Veniamo a una questione più vicina a noi: il nuovo direttore della RSI Mario Timbal, entrato in carica in aprile, ha annunciato di voler rinunciare alla trasformazione di Rete Due in un canale musicale. Lei è stata una voce molto presente nel dibattito in difesa dell’offerta culturale della RSI. Come interpreta le parole di Timbal?

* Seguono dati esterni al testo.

use rand::rngs::StdRng;
use rand::{Rng, SeedableRng};

use crate::emotion::config::{ScoreBand, ScorerConfig};
use crate::emotion::features::FeatureSignals;
use crate::emotion::types::{Emotion, EmotionDistribution};

pub trait Jitter: Send {
    /// 返回 `[0, max]` 内的值
    fn sample(&mut self, max: f64) -> f64;
}

pub struct RandomJitter<R: Rng + Send> {
    rng: R,
}

impl<R: Rng + Send> RandomJitter<R> {
    pub fn new(rng: R) -> Self {
        Self { rng }
    }
}

impl RandomJitter<StdRng> {
    pub fn from_entropy() -> Self {
        Self::new(StdRng::from_entropy())
    }

    pub fn seeded(seed: u64) -> Self {
        Self::new(StdRng::seed_from_u64(seed))
    }
}

impl<R: Rng + Send> Jitter for RandomJitter<R> {
    fn sample(&mut self, max: f64) -> f64 {
        if max <= 0.0 {
            return 0.0;
        }
        self.rng.gen_range(0.0..=max)
    }
}

/// 恒为 0，所有分段取基准值
#[derive(Debug, Clone, Copy, Default)]
pub struct NoJitter;

impl Jitter for NoJitter {
    fn sample(&mut self, _max: f64) -> f64 {
        0.0
    }
}

#[derive(Debug, Clone, Copy, PartialEq)]
pub struct FrameScore {
    pub distribution: EmotionDistribution,
    pub dominant: Emotion,
    pub confidence: f64,
}

pub struct EmotionScorer {
    config: ScorerConfig,
    surprise_eye_area_ratio: f64,
    jitter: Box<dyn Jitter>,
}

impl EmotionScorer {
    pub fn new(config: ScorerConfig, surprise_eye_area_ratio: f64, jitter: Box<dyn Jitter>) -> Self {
        Self {
            config,
            surprise_eye_area_ratio,
            jitter,
        }
    }

    pub fn score(&mut self, signals: &FeatureSignals) -> FrameScore {
        let raw = self.raw_scores(signals);
        let distribution = raw.normalized();
        let (dominant, confidence) = distribution.dominant();
        FrameScore {
            distribution,
            dominant,
            confidence,
        }
    }

    // 规则按顺序执行：
    // 1. 基线先验（neutral 最高）
    // 2. 笑容：happy 进入高分段，neutral / sad 压低
    // 3. 眼睛数 >= 2 且平均眼睛面积占比超过阈值：surprise 提升
    // 4. 眼睛数 < 2 且无笑容：angry 和 sad 同时提升
    // 5. 无笑容、眼睛数 >= 2 且规则 3 未触发：neutral 提升
    fn raw_scores(&mut self, signals: &FeatureSignals) -> EmotionDistribution {
        let priors = &self.config.priors;
        let mut scores = EmotionDistribution {
            happy: priors.happy,
            sad: priors.sad,
            angry: priors.angry,
            neutral: priors.neutral,
            surprise: priors.surprise,
            fear: priors.fear,
            disgust: priors.disgust,
        };

        if signals.smile_detected {
            let happy = self.band(self.config.smile_happy);
            scores.set(Emotion::Happy, happy);
            scores.set(Emotion::Neutral, self.config.smile_neutral);
            scores.set(Emotion::Sad, self.config.smile_sad);
        }

        let mut wide_eyes = false;
        if signals.eye_count >= 2 {
            if signals.eye_area_ratio > self.surprise_eye_area_ratio {
                wide_eyes = true;
                let surprise = self.band(self.config.wide_eyes_surprise);
                scores.raise(Emotion::Surprise, surprise);
            }
        } else if !signals.smile_detected {
            let angry = self.band(self.config.closed_eyes_angry);
            scores.raise(Emotion::Angry, angry);
            let sad = self.band(self.config.closed_eyes_sad);
            scores.raise(Emotion::Sad, sad);
        }

        if !signals.smile_detected && signals.eye_count >= 2 && !wide_eyes {
            let neutral = self.band(self.config.calm_neutral);
            scores.raise(Emotion::Neutral, neutral);
        }

        scores
    }

    fn band(&mut self, band: ScoreBand) -> f64 {
        band.base + self.jitter.sample(band.jitter).clamp(0.0, band.jitter)
    }
}
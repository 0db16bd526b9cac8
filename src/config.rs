use std::env;
use std::path::PathBuf;
use std::str::FromStr;

use crate::constants::{DEFAULT_CASCADE_DIR, DEFAULT_SAMPLE_EVERY};
use crate::logging::{LogConfig, LogFormat};

#[derive(Debug, Clone)]
pub struct Config {
    pub log_level: String,
    pub log_format: LogFormat,
    pub enable_file_logs: bool,
    pub log_dir: String,
    pub capture: CaptureConfig,
    /// 可选的算法参数 JSON 文件
    pub emotion_config_path: Option<PathBuf>,
}

#[derive(Debug, Clone)]
pub struct CaptureConfig {
    pub camera_id: i32,
    pub cascade_dir: PathBuf,
    /// 每隔多少帧处理一帧
    pub sample_every: u64,
    /// 0 表示不限制
    pub max_frames: u64,
}

impl Config {
    pub fn from_env() -> Self {
        let emotion_config_path = env_or("EMOTION_CONFIG_PATH", "");
        Self {
            log_level: env_or("RUST_LOG", "info"),
            log_format: env_or_parse("LOG_FORMAT", LogFormat::Text),
            enable_file_logs: env_or_bool("ENABLE_FILE_LOGS", false),
            log_dir: env_or("LOG_DIR", "./logs"),
            capture: CaptureConfig {
                camera_id: env_or_parse("CAMERA_ID", 0_i32),
                cascade_dir: PathBuf::from(env_or("CASCADE_DIR", DEFAULT_CASCADE_DIR)),
                sample_every: env_or_parse("SAMPLE_EVERY", DEFAULT_SAMPLE_EVERY).max(1),
                max_frames: env_or_parse("MAX_FRAMES", 0_u64),
            },
            emotion_config_path: if emotion_config_path.trim().is_empty() {
                None
            } else {
                Some(PathBuf::from(emotion_config_path))
            },
        }
    }

    pub fn log_config(&self) -> LogConfig {
        LogConfig {
            log_level: self.log_level.clone(),
            format: self.log_format,
            enable_file_logs: self.enable_file_logs,
            log_dir: self.log_dir.clone(),
        }
    }
}

pub fn env_or(key: &str, default: &str) -> String {
    env::var(key).unwrap_or_else(|_| default.to_string())
}

pub fn env_or_parse<T>(key: &str, default: T) -> T
where
    T: FromStr + Copy,
{
    match env::var(key) {
        Ok(raw) => match raw.parse::<T>() {
            Ok(v) => v,
            Err(_) => {
                tracing::warn!(
                    key,
                    value = %raw,
                    "Failed to parse env var, using default"
                );
                default
            }
        },
        Err(_) => default,
    }
}

pub fn env_or_bool(key: &str, default: bool) -> bool {
    match env::var(key) {
        Ok(raw) => match raw.trim().to_ascii_lowercase().as_str() {
            "1" | "true" | "yes" | "on" => true,
            "0" | "false" | "no" | "off" => false,
            _ => default,
        },
        Err(_) => default,
    }
}
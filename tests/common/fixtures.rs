use emotion_monitor::emotion::{
    DetectorSet, EmotionConfig, EmotionDistribution, EmotionPipeline, EmotionResult, FaceBox,
    Frame, NoJitter, PixelLayout,
};
use emotion_monitor::emotion::Emotion;

use super::detectors::{ScriptHandle, ScriptedDetector};

pub const FACE: FaceBox = FaceBox {
    x: 40,
    y: 30,
    width: 100,
    height: 100,
};

pub struct Harness {
    pub pipeline: EmotionPipeline,
    pub face: ScriptHandle,
    pub smile: ScriptHandle,
    pub eye: ScriptHandle,
}

/// 评分器能区分的几种信号组合，以检测器输出表示
#[derive(Debug, Clone, Copy)]
pub enum Cue {
    /// 笑容 → happy
    Smile,
    /// 两只正常大小的眼睛 → neutral
    CalmEyes,
    /// 两只睁大的眼睛 → surprise
    WideEyes,
    /// 不足两只眼睛且无笑容 → angry
    SquintNoSmile,
    /// 画面中没有人脸
    NoFace,
}

impl Harness {
    pub fn new() -> Self {
        Self::with_config(EmotionConfig::default())
    }

    pub fn with_config(config: EmotionConfig) -> Self {
        let (face_detector, face) = ScriptedDetector::new("face");
        let (smile_detector, smile) = ScriptedDetector::new("smile");
        let (eye_detector, eye) = ScriptedDetector::new("eye");
        let pipeline = EmotionPipeline::new(
            config,
            DetectorSet {
                face: face_detector,
                smile: smile_detector,
                eye: eye_detector,
            },
            Box::new(NoJitter),
        )
        .expect("pipeline");
        Self {
            pipeline,
            face,
            smile,
            eye,
        }
    }

    pub fn script(&self, cue: Cue) {
        if let Cue::NoFace = cue {
            self.face.push(vec![]);
            return;
        }
        self.face.push(vec![FaceBox::new(0, 0, 30, 30), FACE]);
        match cue {
            Cue::Smile => {
                self.smile.push(vec![FaceBox::new(30, 60, 40, 20)]);
                self.eye.push(vec![FaceBox::new(20, 30, 10, 10), FaceBox::new(60, 30, 10, 10)]);
            }
            Cue::CalmEyes => {
                self.smile.push(vec![]);
                self.eye.push(vec![FaceBox::new(20, 30, 10, 10), FaceBox::new(60, 30, 10, 10)]);
            }
            Cue::WideEyes => {
                self.smile.push(vec![]);
                self.eye.push(vec![FaceBox::new(15, 25, 20, 20), FaceBox::new(60, 25, 20, 20)]);
            }
            Cue::SquintNoSmile => {
                self.smile.push(vec![]);
                self.eye.push(vec![FaceBox::new(20, 30, 10, 10)]);
            }
            Cue::NoFace => unreachable!(),
        }
    }

    pub fn feed(&mut self, cue: Cue) -> Option<EmotionResult> {
        self.script(cue);
        self.pipeline.process_frame(&frame())
    }
}

pub fn frame() -> Frame {
    Frame::new(320, 240, PixelLayout::Bgr, vec![96; 320 * 240 * 3])
}

/// `FACE` 区域内像素为 200，其余为 20
pub fn marked_frame() -> Frame {
    let (width, height) = (320_usize, 240_usize);
    let mut data = Vec::with_capacity(width * height * 3);
    for y in 0..height as i32 {
        for x in 0..width as i32 {
            let inside = x >= FACE.x
                && x < FACE.x + FACE.width
                && y >= FACE.y
                && y < FACE.y + FACE.height;
            let v = if inside { 200 } else { 20 };
            data.extend_from_slice(&[v, v, v]);
        }
    }
    Frame::new(width as u32, height as u32, PixelLayout::Bgr, data)
}

pub fn result(emotion: Emotion) -> EmotionResult {
    EmotionResult::new(emotion, 0.5, EmotionDistribution::default(), None)
}
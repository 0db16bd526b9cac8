use std::collections::VecDeque;

use crate::constants::TREND_MIN_SAMPLES;
use crate::emotion::config::HistoryConfig;
use crate::emotion::stabilizer::majority;
use crate::emotion::types::{
    round1, round2, Emotion, EmotionResult, EmotionShare, HistoryStatistics, Trend,
};

#[derive(Debug, Clone)]
pub struct EmotionHistory {
    results: VecDeque<EmotionResult>,
    capacity: usize,
    trend_threshold: f64,
}

impl EmotionHistory {
    pub fn new(config: &HistoryConfig) -> Self {
        Self {
            results: VecDeque::with_capacity(config.capacity),
            capacity: config.capacity,
            trend_threshold: config.trend_threshold,
        }
    }

    pub fn record(&mut self, result: EmotionResult) {
        self.results.push_back(result);
        while self.results.len() > self.capacity {
            self.results.pop_front();
        }
    }

    pub fn len(&self) -> usize {
        self.results.len()
    }

    pub fn is_empty(&self) -> bool {
        self.results.is_empty()
    }

    pub fn results(&self) -> impl Iterator<Item = &EmotionResult> + '_ {
        self.results.iter()
    }

    pub fn clear(&mut self) {
        self.results.clear();
    }

    pub fn dominant_emotion(&self) -> Option<Emotion> {
        majority(self.results.iter().map(|r| r.emotion))
    }

    pub fn is_persistent(&self, emotion: Emotion, threshold: f64) -> bool {
        if self.results.is_empty() {
            return false;
        }
        let count = self.results.iter().filter(|r| r.emotion == emotion).count();
        (count as f64 / self.results.len() as f64) >= threshold
    }

    /// 后半窗口平均积极度减前半窗口，中点归入后半
    pub fn trend(&self) -> Trend {
        if self.results.len() < TREND_MIN_SAMPLES {
            return Trend::Stable;
        }

        let mid = self.results.len() / 2;
        let (earlier, later) = self.results.iter().enumerate().fold(
            ((0.0_f64, 0_usize), (0.0_f64, 0_usize)),
            |(mut earlier, mut later), (idx, r)| {
                let half = if idx < mid { &mut earlier } else { &mut later };
                half.0 += r.emotion.positivity();
                half.1 += 1;
                (earlier, later)
            },
        );

        let diff = later.0 / later.1 as f64 - earlier.0 / earlier.1 as f64;
        if diff > self.trend_threshold {
            Trend::Improving
        } else if diff < -self.trend_threshold {
            Trend::Declining
        } else {
            Trend::Stable
        }
    }

    pub fn statistics(&self) -> HistoryStatistics {
        let total = self.results.len();
        if total == 0 {
            return HistoryStatistics::default();
        }

        let mut counts = [0_usize; 7];
        let mut confidence_sums = [0.0_f64; 7];
        for r in &self.results {
            counts[r.emotion.index()] += 1;
            confidence_sums[r.emotion.index()] += r.confidence;
        }

        let distribution = Emotion::ALL
            .into_iter()
            .filter(|e| counts[e.index()] > 0)
            .map(|e| {
                let count = counts[e.index()];
                EmotionShare {
                    emotion: e,
                    count,
                    percentage: round1(count as f64 / total as f64 * 100.0),
                    avg_confidence: round2(confidence_sums[e.index()] / count as f64),
                }
            })
            .collect();

        HistoryStatistics {
            total,
            dominant: self.dominant_emotion(),
            distribution,
        }
    }
}

#[cfg(test)]
mod tests {
    use super::*;
    use crate::emotion::types::EmotionDistribution;
    use Emotion::*;

    fn result(emotion: Emotion, confidence: f64) -> EmotionResult {
        EmotionResult::new(emotion, confidence, EmotionDistribution::default(), None)
    }

    fn history_of(labels: &[Emotion]) -> EmotionHistory {
        let mut h = EmotionHistory::new(&HistoryConfig::default());
        for label in labels {
            h.record(result(*label, 0.5));
        }
        h
    }

    #[test]
    fn capacity_is_bounded_fifo() {
        let mut h = EmotionHistory::new(&HistoryConfig::default());
        for i in 0..25 {
            let emotion = if i < 20 { Angry } else { Happy };
            h.record(result(emotion, 0.5));
            assert!(h.len() <= 10);
        }
        let labels: Vec<_> = h.results().map(|r| r.emotion).collect();
        assert_eq!(&labels[..5], &[Angry; 5]);
        assert_eq!(&labels[5..], &[Happy; 5]);
    }

    #[test]
    fn dominant_ties_go_to_first_seen() {
        assert_eq!(history_of(&[]).dominant_emotion(), None);
        assert_eq!(history_of(&[Sad, Happy, Happy, Sad]).dominant_emotion(), Some(Sad));
        assert_eq!(history_of(&[Sad, Happy, Happy]).dominant_emotion(), Some(Happy));
    }

    #[test]
    fn persistence_threshold_is_inclusive() {
        let six = history_of(&[Angry, Angry, Angry, Angry, Angry, Angry, Sad, Sad, Sad, Sad]);
        assert!(six.is_persistent(Angry, 0.6));
        let five = history_of(&[Angry, Angry, Angry, Angry, Angry, Sad, Sad, Sad, Sad, Sad]);
        assert!(!five.is_persistent(Angry, 0.6));
        assert!(!history_of(&[]).is_persistent(Angry, 0.0));
    }

    #[test]
    fn trend_improving_declining_and_stable() {
        let improving = history_of(&[Sad, Sad, Sad, Sad, Happy, Happy, Happy, Happy]);
        assert_eq!(improving.trend(), Trend::Improving);

        let declining = history_of(&[Happy, Happy, Neutral, Angry, Angry]);
        assert_eq!(declining.trend(), Trend::Declining);

        let stable = history_of(&[Neutral, Neutral, Neutral, Neutral]);
        assert_eq!(stable.trend(), Trend::Stable);

        assert_eq!(history_of(&[Sad, Happy]).trend(), Trend::Stable);
    }

    #[test]
    fn odd_length_split_puts_midpoint_in_later_half() {
        // mid = 1: earlier [angry] = -1.0, later [neutral, neutral] = 0.0
        assert_eq!(history_of(&[Angry, Neutral, Neutral]).trend(), Trend::Improving);
        // earlier [neutral] = 0.0, later [neutral, fear] = -0.25
        assert_eq!(history_of(&[Neutral, Neutral, Fear]).trend(), Trend::Declining);
        // earlier [neutral] = 0.0, later [fear, neutral] = -0.25
        assert_eq!(history_of(&[Neutral, Fear, Neutral]).trend(), Trend::Declining);
    }

    #[test]
    fn clear_resets_queries() {
        let mut h = history_of(&[Sad, Sad, Sad, Happy, Happy, Happy]);
        h.clear();
        assert!(h.is_empty());
        assert_eq!(h.dominant_emotion(), None);
        assert_eq!(h.trend(), Trend::Stable);
        assert_eq!(h.statistics(), HistoryStatistics::default());
    }

    #[test]
    fn statistics_summarize_window() {
        let mut h = EmotionHistory::new(&HistoryConfig::default());
        h.record(result(Happy, 0.8));
        h.record(result(Sad, 0.4));
        h.record(result(Happy, 0.6));

        let stats = h.statistics();
        assert_eq!(stats.total, 3);
        assert_eq!(stats.dominant, Some(Happy));
        assert_eq!(stats.distribution.len(), 2);
        assert_eq!(stats.distribution[0].emotion, Happy);
        assert_eq!(stats.distribution[0].count, 2);
        assert_eq!(stats.distribution[0].percentage, 66.7);
        assert_eq!(stats.distribution[0].avg_confidence, 0.7);
        assert_eq!(stats.distribution[1].emotion, Sad);
        assert_eq!(stats.distribution[1].percentage, 33.3);
    }
}
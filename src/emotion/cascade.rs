use std::path::Path;

use opencv::core::{Mat, Rect, Size, Vector};
use opencv::objdetect::CascadeClassifier;
use opencv::prelude::*;

use crate::constants::{EYE_CASCADE_FILE, FACE_CASCADE_FILE, SMILE_CASCADE_FILE};
use crate::emotion::config::DetectionParams;
use crate::emotion::features::RegionDetector;
use crate::emotion::frame::GrayImage;
use crate::emotion::pipeline::DetectorSet;
use crate::emotion::types::FaceBox;
use crate::error::{EmotionError, Result};

pub struct CascadeDetector {
    name: String,
    classifier: CascadeClassifier,
}

impl CascadeDetector {
    pub fn load(name: &str, path: &Path) -> Result<Self> {
        let unavailable = |reason: String| EmotionError::DetectorUnavailable {
            detector: name.to_string(),
            reason,
        };

        if !path.is_file() {
            return Err(unavailable(format!("cascade file not found: {}", path.display())));
        }
        let path_str = path
            .to_str()
            .ok_or_else(|| unavailable("cascade path is not valid UTF-8".to_string()))?;

        let classifier = CascadeClassifier::new(path_str).map_err(|e| {
            tracing::error!(detector = name, error = %e, "Failed to load Haar cascade");
            unavailable(format!("Haar cascade load failed: {e}"))
        })?;
        if classifier.empty().map_err(|e| unavailable(e.to_string()))? {
            return Err(unavailable("Haar cascade classifier is empty".to_string()));
        }

        tracing::info!(detector = name, path = %path.display(), "Haar cascade loaded");
        Ok(Self {
            name: name.to_string(),
            classifier,
        })
    }

    /// 从目录加载人脸、笑容、眼睛三个 cascade
    pub fn load_set(dir: &Path) -> Result<DetectorSet> {
        Ok(DetectorSet {
            face: Box::new(Self::load("face", &dir.join(FACE_CASCADE_FILE))?),
            smile: Box::new(Self::load("smile", &dir.join(SMILE_CASCADE_FILE))?),
            eye: Box::new(Self::load("eye", &dir.join(EYE_CASCADE_FILE))?),
        })
    }
}

impl RegionDetector for CascadeDetector {
    fn name(&self) -> &str {
        &self.name
    }

    fn is_loaded(&self) -> bool {
        !self.classifier.empty().unwrap_or(true)
    }

    fn detect(&mut self, image: &GrayImage, params: &DetectionParams) -> Result<Vec<FaceBox>> {
        let mat = Mat::new_rows_cols_with_data(image.height as i32, image.width as i32, &image.pixels)
            .map_err(|e| EmotionError::Detection(format!("Failed to create Mat: {e}")))?;

        let mut objects = Vector::<Rect>::new();
        self.classifier
            .detect_multi_scale(
                &*mat,
                &mut objects,
                params.scale_factor,
                params.min_neighbors,
                0,
                Size::new(params.min_size, params.min_size),
                Size::new(0, 0),
            )
            .map_err(|e| EmotionError::Detection(format!("{} detection failed: {e}", self.name)))?;

        Ok(objects
            .iter()
            .map(|r| FaceBox::new(r.x, r.y, r.width, r.height))
            .collect())
    }
}
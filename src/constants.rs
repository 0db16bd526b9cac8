/// 稳定化缓冲区长度（最近 N 帧的原始主导情绪标签）
pub const STABILIZER_WINDOW: usize = 5;

/// 开始多数投票所需的最少标签数，不足时直接透传当前帧标签
pub const STABILIZER_MIN_VOTES: usize = 3;

/// 情绪历史缓冲区长度
pub const HISTORY_CAPACITY: usize = 10;

/// 默认持续性阈值（窗口内占比）
pub const DEFAULT_PERSISTENCE_THRESHOLD: f64 = 0.6;

/// 前后半窗口平均积极度之差超过此值即判定为上升/下降趋势
pub const TREND_THRESHOLD: f64 = 0.2;

/// 趋势分析所需的最少历史条数
pub const TREND_MIN_SAMPLES: usize = 3;

/// 四舍五入到两位小数后，分布总和允许偏离 1.0 的范围
pub const DISTRIBUTION_SUM_TOLERANCE: f64 = 0.02;

/// 平均眼睛面积超过人脸面积的此比例时视为“睁大眼睛”
pub const SURPRISE_EYE_AREA_RATIO: f64 = 0.02;

/// 默认每隔多少帧处理一帧
pub const DEFAULT_SAMPLE_EVERY: u64 = 5;

/// 默认 Haar cascade 文件目录
pub const DEFAULT_CASCADE_DIR: &str = "/usr/share/opencv4/haarcascades";

pub const FACE_CASCADE_FILE: &str = "haarcascade_frontalface_default.xml";
pub const SMILE_CASCADE_FILE: &str = "haarcascade_smile.xml";
pub const EYE_CASCADE_FILE: &str = "haarcascade_eye.xml";
use crate::emotion::types::{Emotion, Suggestion, Trend};

struct ToneTable {
    tone: &'static str,
    approach: &'static [&'static str],
    avoid: &'static [&'static str],
}

const SAD: ToneTable = ToneTable {
    tone: "empathetic and comforting",
    approach: &[
        "Ask open questions about how they feel",
        "Offer support without judgement",
        "Suggest positive activities",
    ],
    avoid: &["Minimizing their feelings", "Being overly enthusiastic"],
};

const ANGRY: ToneTable = ToneTable {
    tone: "calm and soothing",
    approach: &[
        "Acknowledge the frustration",
        "Offer a breathing exercise",
        "Steer towards solutions",
    ],
    avoid: &["Being confrontational", "Ignoring the anger"],
};

const HAPPY: ToneTable = ToneTable {
    tone: "cheerful and energetic",
    approach: &[
        "Reinforce the positive mood",
        "Share the enthusiasm",
        "Encourage keeping up the energy",
    ],
    avoid: &["Dampening the mood"],
};

const FEAR: ToneTable = ToneTable {
    tone: "reassuring and calm",
    approach: &[
        "Reassure them about the situation",
        "Offer relaxation techniques",
        "Be a steady presence",
    ],
    avoid: &["Amplifying their worries"],
};

const GENERIC: ToneTable = ToneTable {
    tone: "friendly and engaging",
    approach: &[
        "Engage the conversation naturally",
        "Ask questions to understand better",
    ],
    avoid: &[],
};

pub const SUSTAINED_SADNESS_APPROACH: &str =
    "Gently suggest talking to someone they trust";
pub const DECLINING_APPROACH: &str = "Pay closer attention to their well-being";
pub const IMPROVING_APPROACH: &str = "Encourage the positive progress";

fn table_for(dominant: Option<Emotion>) -> &'static ToneTable {
    match dominant {
        Some(Emotion::Sad) => &SAD,
        Some(Emotion::Angry) => &ANGRY,
        Some(Emotion::Happy) => &HAPPY,
        Some(Emotion::Fear) => &FEAR,
        _ => &GENERIC,
    }
}

/// 顺序：情绪表条目 → 持续悲伤升级项 → 趋势项
pub fn build(dominant: Option<Emotion>, trend: Trend, sadness_persistent: bool) -> Suggestion {
    let table = table_for(dominant);
    let mut approach: Vec<String> = table.approach.iter().map(|s| s.to_string()).collect();
    let avoid = table.avoid.iter().map(|s| s.to_string()).collect();

    if dominant == Some(Emotion::Sad) && sadness_persistent {
        approach.push(SUSTAINED_SADNESS_APPROACH.to_string());
    }

    match trend {
        Trend::Declining => approach.push(DECLINING_APPROACH.to_string()),
        Trend::Improving => approach.push(IMPROVING_APPROACH.to_string()),
        Trend::Stable => {}
    }

    Suggestion {
        dominant_emotion: dominant,
        trend,
        tone: table.tone.to_string(),
        approach,
        avoid,
    }
}

#[cfg(test)]
mod tests {
    use super::*;

    #[test]
    fn sustained_sadness_escalates() {
        let s = build(Some(Emotion::Sad), Trend::Stable, true);
        assert_eq!(s.approach.len(), 4);
        assert_eq!(s.approach.last().unwrap(), SUSTAINED_SADNESS_APPROACH);

        let s = build(Some(Emotion::Sad), Trend::Stable, false);
        assert_eq!(s.approach.len(), 3);
        assert!(!s.approach.iter().any(|a| a == SUSTAINED_SADNESS_APPROACH));
    }

    #[test]
    fn persistence_flag_only_matters_for_sadness() {
        let s = build(Some(Emotion::Angry), Trend::Stable, true);
        assert!(!s.approach.iter().any(|a| a == SUSTAINED_SADNESS_APPROACH));
        assert_eq!(s.tone, "calm and soothing");
    }

    #[test]
    fn trend_item_is_layered_last() {
        let s = build(Some(Emotion::Sad), Trend::Declining, true);
        assert_eq!(s.approach[3], SUSTAINED_SADNESS_APPROACH);
        assert_eq!(s.approach[4], DECLINING_APPROACH);

        let s = build(Some(Emotion::Happy), Trend::Improving, false);
        assert_eq!(s.approach.last().unwrap(), IMPROVING_APPROACH);
        assert_eq!(s.avoid, vec!["Dampening the mood".to_string()]);
    }

    #[test]
    fn other_classes_use_generic_table() {
        for dominant in [None, Some(Emotion::Neutral), Some(Emotion::Surprise), Some(Emotion::Disgust)] {
            let s = build(dominant, Trend::Stable, false);
            assert_eq!(s.tone, "friendly and engaging");
            assert_eq!(s.approach.len(), 2);
            assert!(s.avoid.is_empty());
            assert_eq!(s.dominant_emotion, dominant);
        }
    }
}
//! Remote API boundary for Fieldbook.
//!
//! Each entity type talks to a REST-ish collection:
//! - `GET /<parent>/<id>/<entities>?since=<ts>` (or `GET /<entities>?since=<ts>`)
//! - `PUT /<entities>/<id>` with the full payload
//! - `DELETE /<entities>/<id>` with `{"deletedAt": <ts>}`
//!
//! [`HttpRemote`] speaks that contract over reqwest. [`MemoryRemote`] is an
//! in-process server that accepts writes through the same last-write-wins
//! resolver the real server applies; it backs tests and simulations.

pub mod api;
pub mod http;
pub mod memory;

pub use api::{RemoteApi, RemoteChange};
pub use http::HttpRemote;
pub use memory::{MemoryRemote, Request};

“La dichiarazione non può che rallegrarmi, tuttavia in questi casi preferisco non interpretare, ma limitarmi a osservare. Mi interessa vedere quanta e quale parte delle trasmissioni radiofoniche sarà dedicata agli approfondimenti non solo di attualità, ma culturali in senso lato, oltre che a tutte quelle produzioni originali che girano attorno alla cultura radiofonica e che hanno spesso portato a riconoscimenti di valore. Sono curiosa di capire se si pensa di fare concorrenza alle piattaforme che stanno introducendo il parlato nelle loro proposte con una soluzione fotocopia oppure se si sarà sufficientemente coraggiosi per mantenere una diretta forte quale perno delle trasmissioni sull’intera settimana. È immaginabile una radio del futuro come un vettore che sa alternare sapientemente trasmissioni che passano dal lineare al digitale, ciò però non deve essere un’ossessione che limita la creatività di chi è al microfono, tanto che è portato a rinunciare alla seconda o terza domanda perché altrimenti l’intervista rischierebbe di non poter essere trasformata in pillola da ritrasmettere la domenica o in podcast. Credo semmai che la possibilità di ritrasmettere i programmi debba tener conto della qualità degli stessi, ciò significa che bisogna investire sulla diretta, su chi la radio la anima un minuto alla volta. Voglio anche capire come si vuole valorizzare il patrimonio, non solo ma anche radiofonico, di competenze, di mestieri, di materiali d’archivio, di relazioni con il territorio, che questa azienda possiede”.